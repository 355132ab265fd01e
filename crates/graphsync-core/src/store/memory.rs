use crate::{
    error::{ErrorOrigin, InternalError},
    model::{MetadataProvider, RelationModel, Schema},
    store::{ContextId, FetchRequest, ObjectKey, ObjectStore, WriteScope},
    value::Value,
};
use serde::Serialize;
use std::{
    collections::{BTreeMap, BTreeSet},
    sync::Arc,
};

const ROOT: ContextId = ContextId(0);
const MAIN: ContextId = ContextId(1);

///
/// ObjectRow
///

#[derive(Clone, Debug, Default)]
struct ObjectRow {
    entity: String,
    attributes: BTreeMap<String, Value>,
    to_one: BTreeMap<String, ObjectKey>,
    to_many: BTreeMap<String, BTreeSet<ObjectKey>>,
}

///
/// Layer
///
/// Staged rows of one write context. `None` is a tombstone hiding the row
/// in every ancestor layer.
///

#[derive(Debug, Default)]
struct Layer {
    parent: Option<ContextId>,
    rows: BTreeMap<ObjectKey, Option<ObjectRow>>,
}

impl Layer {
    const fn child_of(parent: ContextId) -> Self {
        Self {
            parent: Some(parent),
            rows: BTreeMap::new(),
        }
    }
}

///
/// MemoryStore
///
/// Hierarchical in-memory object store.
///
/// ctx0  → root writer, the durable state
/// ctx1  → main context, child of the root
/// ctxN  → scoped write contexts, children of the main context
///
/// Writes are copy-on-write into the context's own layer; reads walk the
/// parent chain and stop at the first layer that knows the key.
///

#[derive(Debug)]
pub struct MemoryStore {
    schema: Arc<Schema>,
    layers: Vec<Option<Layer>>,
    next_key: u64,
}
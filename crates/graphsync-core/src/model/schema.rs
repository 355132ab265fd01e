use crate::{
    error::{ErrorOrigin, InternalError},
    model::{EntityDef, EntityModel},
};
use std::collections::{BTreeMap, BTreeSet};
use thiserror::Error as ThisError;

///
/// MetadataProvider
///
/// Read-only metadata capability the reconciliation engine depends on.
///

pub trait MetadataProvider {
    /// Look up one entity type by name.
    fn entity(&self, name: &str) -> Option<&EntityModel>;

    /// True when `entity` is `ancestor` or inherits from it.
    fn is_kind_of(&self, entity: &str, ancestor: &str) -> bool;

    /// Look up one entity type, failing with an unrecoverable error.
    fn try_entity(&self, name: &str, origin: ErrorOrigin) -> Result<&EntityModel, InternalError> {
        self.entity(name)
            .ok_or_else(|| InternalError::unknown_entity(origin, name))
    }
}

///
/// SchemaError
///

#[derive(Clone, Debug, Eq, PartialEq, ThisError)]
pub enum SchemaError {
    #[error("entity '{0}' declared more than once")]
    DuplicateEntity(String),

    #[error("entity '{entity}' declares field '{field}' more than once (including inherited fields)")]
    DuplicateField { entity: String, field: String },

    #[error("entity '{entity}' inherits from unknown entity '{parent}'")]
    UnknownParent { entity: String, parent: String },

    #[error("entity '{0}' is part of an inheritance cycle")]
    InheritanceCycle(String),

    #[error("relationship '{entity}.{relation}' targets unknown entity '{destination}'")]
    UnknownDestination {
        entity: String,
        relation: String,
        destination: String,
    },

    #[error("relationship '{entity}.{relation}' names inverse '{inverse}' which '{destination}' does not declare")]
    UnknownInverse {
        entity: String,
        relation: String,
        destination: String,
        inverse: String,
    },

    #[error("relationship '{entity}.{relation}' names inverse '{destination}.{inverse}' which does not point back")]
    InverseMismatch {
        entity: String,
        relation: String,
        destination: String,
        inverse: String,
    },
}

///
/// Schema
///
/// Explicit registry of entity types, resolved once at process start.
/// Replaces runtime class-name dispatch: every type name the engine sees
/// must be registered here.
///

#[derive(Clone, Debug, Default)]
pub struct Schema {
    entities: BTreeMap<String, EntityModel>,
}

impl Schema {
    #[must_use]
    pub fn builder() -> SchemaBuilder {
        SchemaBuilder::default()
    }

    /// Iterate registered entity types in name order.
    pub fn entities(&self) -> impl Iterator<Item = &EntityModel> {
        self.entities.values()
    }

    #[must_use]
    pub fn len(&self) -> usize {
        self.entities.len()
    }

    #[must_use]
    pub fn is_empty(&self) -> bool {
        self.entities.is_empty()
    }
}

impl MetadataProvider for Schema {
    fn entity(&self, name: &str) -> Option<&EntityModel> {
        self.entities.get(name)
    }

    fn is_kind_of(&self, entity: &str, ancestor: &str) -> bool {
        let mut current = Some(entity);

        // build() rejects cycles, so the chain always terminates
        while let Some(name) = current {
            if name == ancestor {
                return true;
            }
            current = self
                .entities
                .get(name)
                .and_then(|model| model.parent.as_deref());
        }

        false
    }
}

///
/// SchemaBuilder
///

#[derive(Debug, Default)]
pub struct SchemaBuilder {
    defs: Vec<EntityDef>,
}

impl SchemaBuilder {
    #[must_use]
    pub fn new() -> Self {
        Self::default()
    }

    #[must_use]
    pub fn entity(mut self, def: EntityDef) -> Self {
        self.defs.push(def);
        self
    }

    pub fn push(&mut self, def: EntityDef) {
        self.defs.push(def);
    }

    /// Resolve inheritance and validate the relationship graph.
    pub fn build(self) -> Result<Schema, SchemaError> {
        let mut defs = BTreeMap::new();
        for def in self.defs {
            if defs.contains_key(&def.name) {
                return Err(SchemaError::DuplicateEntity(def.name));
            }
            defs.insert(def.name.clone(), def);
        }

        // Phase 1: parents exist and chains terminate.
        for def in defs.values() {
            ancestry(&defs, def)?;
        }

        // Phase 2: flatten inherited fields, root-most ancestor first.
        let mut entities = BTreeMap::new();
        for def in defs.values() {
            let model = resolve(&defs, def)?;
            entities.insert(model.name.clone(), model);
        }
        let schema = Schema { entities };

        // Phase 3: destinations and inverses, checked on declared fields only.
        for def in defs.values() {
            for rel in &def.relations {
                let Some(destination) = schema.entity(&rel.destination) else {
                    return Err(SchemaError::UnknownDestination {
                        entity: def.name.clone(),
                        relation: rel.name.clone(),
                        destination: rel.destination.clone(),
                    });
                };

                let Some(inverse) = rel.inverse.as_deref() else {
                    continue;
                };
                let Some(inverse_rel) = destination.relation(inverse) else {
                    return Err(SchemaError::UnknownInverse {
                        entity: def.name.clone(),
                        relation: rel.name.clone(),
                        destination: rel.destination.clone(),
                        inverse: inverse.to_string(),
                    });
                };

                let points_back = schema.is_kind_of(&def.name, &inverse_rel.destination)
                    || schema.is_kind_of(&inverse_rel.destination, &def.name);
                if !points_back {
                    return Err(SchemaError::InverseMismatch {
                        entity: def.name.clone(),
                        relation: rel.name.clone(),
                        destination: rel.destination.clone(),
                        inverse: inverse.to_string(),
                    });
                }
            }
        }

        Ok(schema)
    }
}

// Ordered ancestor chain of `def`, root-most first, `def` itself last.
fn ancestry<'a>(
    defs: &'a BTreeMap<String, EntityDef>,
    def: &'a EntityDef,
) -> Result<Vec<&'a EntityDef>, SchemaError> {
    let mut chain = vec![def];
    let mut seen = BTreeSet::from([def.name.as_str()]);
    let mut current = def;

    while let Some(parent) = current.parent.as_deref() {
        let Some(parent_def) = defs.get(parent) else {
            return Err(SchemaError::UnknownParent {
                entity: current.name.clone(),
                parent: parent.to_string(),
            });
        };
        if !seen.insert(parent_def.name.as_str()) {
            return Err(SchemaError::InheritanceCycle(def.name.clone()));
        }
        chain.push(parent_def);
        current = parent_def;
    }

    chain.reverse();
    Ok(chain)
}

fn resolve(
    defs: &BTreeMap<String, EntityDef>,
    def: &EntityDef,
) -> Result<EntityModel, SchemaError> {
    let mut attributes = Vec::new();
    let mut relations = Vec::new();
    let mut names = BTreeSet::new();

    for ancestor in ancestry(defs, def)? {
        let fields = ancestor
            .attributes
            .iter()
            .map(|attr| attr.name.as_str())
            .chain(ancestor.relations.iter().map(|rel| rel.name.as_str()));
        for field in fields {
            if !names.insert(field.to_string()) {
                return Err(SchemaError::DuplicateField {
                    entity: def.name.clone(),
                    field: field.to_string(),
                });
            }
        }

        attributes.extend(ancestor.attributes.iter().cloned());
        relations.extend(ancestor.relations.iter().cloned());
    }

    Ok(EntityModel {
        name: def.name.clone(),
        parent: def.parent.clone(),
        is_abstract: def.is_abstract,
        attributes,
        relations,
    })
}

* * *

What to do.
Reproduce word for word the material above, beginning with the line that contains "String, parent: String" and ending with the line that contains "pub fn builder()".

Response area.
    UnknownParent { entity: String, parent: String },

    #[error("entity '{0}' is part of an inheritance cycle")]
    InheritanceCycle(String),

    #[error("relationship '{entity}.{relation}' targets unknown entity '{destination}'")]
    UnknownDestination {
        entity: String,
        relation: String,
        destination: String,
    },

    #[error("relationship '{entity}.{relation}' names inverse '{inverse}' which '{destination}' does not declare")]
    UnknownInverse {
        entity: String,
        relation: String,
        destination: String,
        inverse: String,
    },

    #[error("relationship '{entity}.{relation}' names inverse '{destination}.{inverse}' which does not point back")]
    InverseMismatch {
        entity: String,
        relation: String,
        destination: String,
        inverse: String,
    },
}

///
/// Schema
///
/// Explicit registry of entity types, resolved once at process start.
/// Replaces runtime class-name dispatch: every type name the engine sees
/// must be registered here.
///

#[derive(Clone, Debug, Default)]
pub struct Schema {
    entities: BTreeMap<String, EntityModel>,
}

impl Schema {
    #[must_use]
    pub fn builder() -> SchemaBuilder {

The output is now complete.